4. What are your top 5 fics by kudos?
Uhh… I only have three published, but
Claudia Henderson and Her Two Boys has 119
Cleaning Headstones has 91
It’s My Turn (To Be The Hero) has 74
5. Do you respond to comments?
Yes I do. I know it makes me happy when someone replies to my comment.
6. What’s the fic you wrote with the angstiest ending?
Can we count one’s that are still a work in progress? Because I’m writing a Steddie thing based on my grandparents' love story. And I’m going to have to keep it true to source, which means that someone is gonna die. If not, I wrote a Marvel one where the main character gets saved by someone only to end up dying (again?) a few chapters later because they were returning the favor… I’m not posting that one anywhere anytime soon.

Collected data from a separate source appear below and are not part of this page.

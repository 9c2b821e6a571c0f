//! Reconciliation sweeps run by the scheduler.
//!
//! Both sweeps go through the same transactional operations as any other
//! caller. The expired sweep re-validates every candidate inside its own
//! transaction, so a reservation confirmed while the sweep is running is
//! skipped rather than transitioned twice. Individual failures are logged and
//! counted, never fatal for the batch.

use chrono::{DateTime, Duration, Utc};
use serde::{Deserialize, Serialize};
use serde_json::json;
use tracing::{debug, info, instrument, warn};

use stockledger_core::{Decimal, InventoryError, InventoryResult, ReservationId, UserId};
use stockledger_inventory::{StockKey, StockLine};

use crate::engine::InventoryCore;
use crate::sinks::Notification;
use crate::store::{InventoryStore, InventoryTx};

pub mod jobs;

pub use jobs::{ExpiredReservationSweepJob, LowStockSweepJob};

#[derive(Debug, Clone, Copy, PartialEq, Eq, Serialize, Deserialize)]
pub struct SweepOptions {
    /// Most reservations examined per run.
    pub batch_limit: usize,
    /// Lifetime of reservations without an explicit `expires_at`.
    pub ttl_hours: i64,
    /// Report candidates without mutating anything.
    pub dry_run: bool,
}

impl SweepOptions {
    /// Longest TTL a sweep accepts (one year).
    pub const MAX_TTL_HOURS: i64 = 24 * 365;

    /// `ttl_hours` as a duration, rejected outside `1..=MAX_TTL_HOURS`.
    pub fn ttl(&self) -> InventoryResult<Duration> {
        if !(1..=Self::MAX_TTL_HOURS).contains(&self.ttl_hours) {
            return Err(InventoryError::validation(format!(
                "sweep ttl must be between 1 and {} hours (got {})",
                Self::MAX_TTL_HOURS,
                self.ttl_hours
            )));
        }
        Ok(Duration::hours(self.ttl_hours))
    }
}

impl Default for SweepOptions {
    fn default() -> Self {
        Self {
            batch_limit: 500,
            ttl_hours: 24,
            dry_run: false,
        }
    }
}

#[derive(Debug, Clone, Default, PartialEq, Eq, Serialize, Deserialize)]
pub struct ExpiredSweepReport {
    pub scanned: usize,
    /// Reservations expired (or, in dry-run mode, that would be).
    pub released_count: usize,
    /// Candidates already closed by the time they were locked.
    pub skipped: usize,
    pub failed: usize,
    pub dry_run: bool,
    pub released: Vec<ReservationId>,
}

#[derive(Debug, Clone, PartialEq, Eq, Serialize, Deserialize)]
pub struct CriticalItem {
    pub key: StockKey,
    pub available: Decimal,
    pub minimum_stock: Decimal,
    /// `minimum_stock - available`, never negative.
    pub shortfall: Decimal,
}

impl From<&StockLine> for CriticalItem {
    fn from(line: &StockLine) -> Self {
        Self {
            key: line.key,
            available: line.available,
            minimum_stock: line.minimum_stock,
            shortfall: (line.minimum_stock - line.available).max(Decimal::ZERO),
        }
    }
}

#[derive(Debug, Clone, Default, PartialEq, Eq, Serialize, Deserialize)]
pub struct LowStockReport {
    pub critical_count: usize,
    pub items: Vec<CriticalItem>,
}

impl<S: InventoryStore> InventoryCore<S> {
    pub async fn sweep_expired_reservations(
        &self,
        opts: SweepOptions,
    ) -> InventoryResult<ExpiredSweepReport> {
        self.sweep_expired_reservations_at(opts, Utc::now()).await
    }

    /// Expire active reservations whose deadline is before `now`.
    #[instrument(skip(self), fields(batch_limit = opts.batch_limit, dry_run = opts.dry_run), err)]
    pub async fn sweep_expired_reservations_at(
        &self,
        opts: SweepOptions,
        now: DateTime<Utc>,
    ) -> InventoryResult<ExpiredSweepReport> {
        let ttl = opts.ttl()?;
        let candidates = self.expired_candidates(opts, ttl, now).await?;
        if opts.dry_run {
            info!(candidates = candidates.len(), "dry run, nothing expired");
            return Ok(ExpiredSweepReport {
                scanned: candidates.len(),
                released_count: candidates.len(),
                dry_run: true,
                released: candidates,
                ..ExpiredSweepReport::default()
            });
        }
        Ok(self.expire_candidates(candidates, ttl, now).await)
    }

    /// Snapshot of due reservation ids; nothing is locked past the read.
    pub(crate) async fn expired_candidates(
        &self,
        opts: SweepOptions,
        ttl: Duration,
        now: DateTime<Utc>,
    ) -> InventoryResult<Vec<ReservationId>> {
        let mut tx = self.store().begin().await?;
        let candidates = tx
            .expired_reservation_candidates(now, ttl, opts.batch_limit)
            .await?;
        tx.rollback().await?;
        Ok(candidates)
    }

    /// Expire each candidate in its own transaction, re-checking it first.
    pub(crate) async fn expire_candidates(
        &self,
        candidates: Vec<ReservationId>,
        ttl: Duration,
        now: DateTime<Utc>,
    ) -> ExpiredSweepReport {
        let mut report = ExpiredSweepReport {
            scanned: candidates.len(),
            ..ExpiredSweepReport::default()
        };
        for id in candidates {
            match self.expire_if_due(id, UserId::SYSTEM, ttl, now).await {
                Ok(Some(_)) => report.released.push(id),
                Ok(None) => report.skipped += 1,
                Err(err) => {
                    warn!(reservation_id = %id, error = %err, code = err.code(), "failed to expire reservation");
                    report.failed += 1;
                }
            }
        }
        report.released_count = report.released.len();

        info!(
            scanned = report.scanned,
            released = report.released_count,
            skipped = report.skipped,
            failed = report.failed,
            "expired reservation sweep finished"
        );
        report
    }

    /// Report lines at or below their minimum and alert the configured
    /// recipients. Enqueue failures are logged; the report is still returned.
    #[instrument(skip(self), err)]
    pub async fn sweep_low_stock(&self) -> InventoryResult<LowStockReport> {
        let mut tx = self.store().begin().await?;
        let lines = tx.low_stock_lines().await?;
        tx.rollback().await?;

        let items: Vec<CriticalItem> = lines.iter().map(CriticalItem::from).collect();
        let report = LowStockReport {
            critical_count: items.len(),
            items,
        };
        if report.items.is_empty() {
            debug!("no critical stock lines");
            return Ok(report);
        }

        let recipients = &self.settings().alert_recipients;
        if recipients.is_empty() {
            warn!(critical = report.critical_count, "low stock detected but no alert recipients configured");
            return Ok(report);
        }

        let notification = Notification {
            recipients: recipients.clone(),
            payload: json!({
                "kind": "LOW_STOCK",
                "critical_count": report.critical_count,
                "items": report.items,
            }),
        };
        match self.notifier().enqueue(notification) {
            Ok(()) => info!(critical = report.critical_count, "low stock alert enqueued"),
            Err(err) => warn!(error = %err, "low stock alert not enqueued"),
        }
        Ok(report)
    }
}

#[cfg(test)]
mod tests {
    use super::*;
    use crate::engine::test_support::test_harness;
    use stockledger_inventory::{ReservationState, ReserveStock};

    fn reserve(key: StockKey, quantity: i64, expires_at: Option<DateTime<Utc>>) -> ReserveStock {
        ReserveStock {
            product_id: key.product_id,
            warehouse_id: key.warehouse_id,
            location_id: None,
            quantity: Decimal::from(quantity),
            linked_transaction_id: None,
            linked_detail_id: None,
            expires_at,
            reason: Some("checkout".to_string()),
            actor: UserId::new(),
        }
    }

    #[tokio::test]
    async fn expired_sweep_releases_only_overdue_reservations() {
        let h = test_harness();
        let key = h.default_key(h.product().await);
        h.seed(key, 10).await;

        let short = h
            .core
            .reserve_stock(reserve(key, 2, Some(Utc::now() + Duration::minutes(5))))
            .await
            .unwrap();
        let long = h
            .core
            .reserve_stock(reserve(key, 3, Some(Utc::now() + Duration::days(3))))
            .await
            .unwrap();

        let later = Utc::now() + Duration::hours(1);
        let report = h
            .core
            .sweep_expired_reservations_at(SweepOptions::default(), later)
            .await
            .unwrap();
        assert_eq!(report.released, vec![short.id]);
        assert_eq!(report.released_count, 1);
        assert_eq!(report.failed, 0);

        let line = h.line(key).await;
        assert_eq!((line.available, line.committed), (Decimal::from(7), Decimal::from(3)));
        assert_eq!(
            h.core.get_reservation(short.id).await.unwrap().state,
            ReservationState::Expired
        );
        assert!(h.core.get_reservation(long.id).await.unwrap().is_active());
    }

    #[tokio::test]
    async fn default_ttl_applies_without_expiry() {
        let h = test_harness();
        let key = h.default_key(h.product().await);
        h.seed(key, 4).await;
        let reservation = h.core.reserve_stock(reserve(key, 4, None)).await.unwrap();

        let opts = SweepOptions {
            ttl_hours: 2,
            ..SweepOptions::default()
        };
        let report = h
            .core
            .sweep_expired_reservations_at(opts, Utc::now() + Duration::hours(1))
            .await
            .unwrap();
        assert_eq!(report.released_count, 0);

        let report = h
            .core
            .sweep_expired_reservations_at(opts, Utc::now() + Duration::hours(3))
            .await
            .unwrap();
        assert_eq!(report.released, vec![reservation.id]);
        assert_eq!(h.line(key).await.available, Decimal::from(4));
    }

    #[tokio::test]
    async fn reservation_confirmed_after_listing_is_skipped() {
        let h = test_harness();
        let key = h.default_key(h.product().await);
        h.seed(key, 6).await;
        let raced = h
            .core
            .reserve_stock(reserve(key, 4, Some(Utc::now() + Duration::minutes(1))))
            .await
            .unwrap();

        let opts = SweepOptions::default();
        let ttl = opts.ttl().unwrap();
        let later = Utc::now() + Duration::hours(1);
        let candidates = h.core.expired_candidates(opts, ttl, later).await.unwrap();
        assert_eq!(candidates, vec![raced.id]);

        h.core.confirm_reservation(raced.id, UserId::new()).await.unwrap();

        let report = h.core.expire_candidates(candidates, ttl, later).await;
        assert_eq!((report.scanned, report.skipped), (1, 1));
        assert_eq!((report.released_count, report.failed), (0, 0));
        assert_eq!(
            h.core.get_reservation(raced.id).await.unwrap().state,
            ReservationState::Confirmed
        );
        let line = h.line(key).await;
        assert_eq!((line.available, line.committed), (Decimal::from(2), Decimal::ZERO));
        assert!(h.audit.actions().iter().all(|a| a != "RESERVATION_EXPIRE"));
    }

    #[tokio::test]
    async fn out_of_range_ttl_is_rejected() {
        let h = test_harness();
        for ttl_hours in [0, -5, SweepOptions::MAX_TTL_HOURS + 1, i64::MAX] {
            let opts = SweepOptions {
                ttl_hours,
                ..SweepOptions::default()
            };
            let err = h.core.sweep_expired_reservations(opts).await.unwrap_err();
            assert_eq!(err.code(), "VALIDATION_ERROR");
        }
    }

    #[tokio::test]
    async fn dry_run_reports_without_mutating() {
        let h = test_harness();
        let key = h.default_key(h.product().await);
        h.seed(key, 5).await;
        let reservation = h
            .core
            .reserve_stock(reserve(key, 5, Some(Utc::now() + Duration::minutes(1))))
            .await
            .unwrap();

        let opts = SweepOptions {
            dry_run: true,
            ..SweepOptions::default()
        };
        let report = h
            .core
            .sweep_expired_reservations_at(opts, Utc::now() + Duration::hours(1))
            .await
            .unwrap();
        assert!(report.dry_run);
        assert_eq!(report.released, vec![reservation.id]);
        assert!(h.core.get_reservation(reservation.id).await.unwrap().is_active());
        assert_eq!(h.line(key).await.committed, Decimal::from(5));
        assert!(h.audit.actions().iter().all(|a| a != "RESERVATION_EXPIRE"));
    }

    #[tokio::test]
    async fn batch_limit_bounds_each_run() {
        let h = test_harness();
        let key = h.default_key(h.product().await);
        h.seed(key, 10).await;
        for _ in 0..3 {
            h.core
                .reserve_stock(reserve(key, 1, Some(Utc::now() + Duration::minutes(1))))
                .await
                .unwrap();
        }

        let opts = SweepOptions {
            batch_limit: 2,
            ..SweepOptions::default()
        };
        let later = Utc::now() + Duration::hours(1);
        let first = h.core.sweep_expired_reservations_at(opts, later).await.unwrap();
        let second = h.core.sweep_expired_reservations_at(opts, later).await.unwrap();
        assert_eq!((first.released_count, second.released_count), (2, 1));
        assert_eq!(h.line(key).await.available, Decimal::from(10));
    }

    #[tokio::test]
    async fn low_stock_sweep_alerts_recipients() {
        let h = test_harness();
        let low = h.default_key(h.product().await);
        let fine = h.default_key(h.product().await);
        let unset = h.default_key(h.product().await);
        h.seed(low, 2).await;
        h.seed(fine, 50).await;
        h.seed(unset, 0).await;
        for key in [low, fine] {
            h.core
                .set_minimum_stock(key, Decimal::from(5), UserId::new())
                .await
                .unwrap();
        }

        let report = h.core.sweep_low_stock().await.unwrap();
        assert_eq!(report.critical_count, 1);
        assert_eq!(report.items[0].key, low);
        assert_eq!(report.items[0].shortfall, Decimal::from(3));

        let sent = h.notifications.all();
        assert_eq!(sent.len(), 1);
        assert_eq!(sent[0].recipients, vec!["warehouse@example.test".to_string()]);
        assert_eq!(sent[0].payload["kind"], "LOW_STOCK");
        assert_eq!(sent[0].payload["items"][0]["available"], "2");
    }

    #[tokio::test]
    async fn low_stock_sweep_is_quiet_when_nothing_is_critical() {
        let h = test_harness();
        let key = h.default_key(h.product().await);
        h.seed(key, 1).await;

        let report = h.core.sweep_low_stock().await.unwrap();
        assert_eq!(report, LowStockReport::default());
        assert!(h.notifications.all().is_empty());
    }
}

7. What’s the fic that you wrote with the happiest ending?
I try to make all of my fics have a happy ending, with only the two exceptions. But I think the happiest is the one where Steve didn’t get what he wanted because he ended up getting something (someone!) even better.
8. Do you get hate on fics?
Not so far, luckily.
9. Do you write smut? If so, what kind?
Yes and no. Yes, I do write it a lot. No I haven’t actually shared it with anyone other than a RP partner. When writing a smut scene, I go with the flow and the comfort levels of the person I’m writing with. When I write for myself, I notice that I tend to go omegaverse if that helps y’all figure out what kind.
10. Do you write crossovers? What’s the craziest you’ve ever written?
I do write crossovers! I think my craziest might be Supernatural and Riverdale. To be fair, it was a crack fic.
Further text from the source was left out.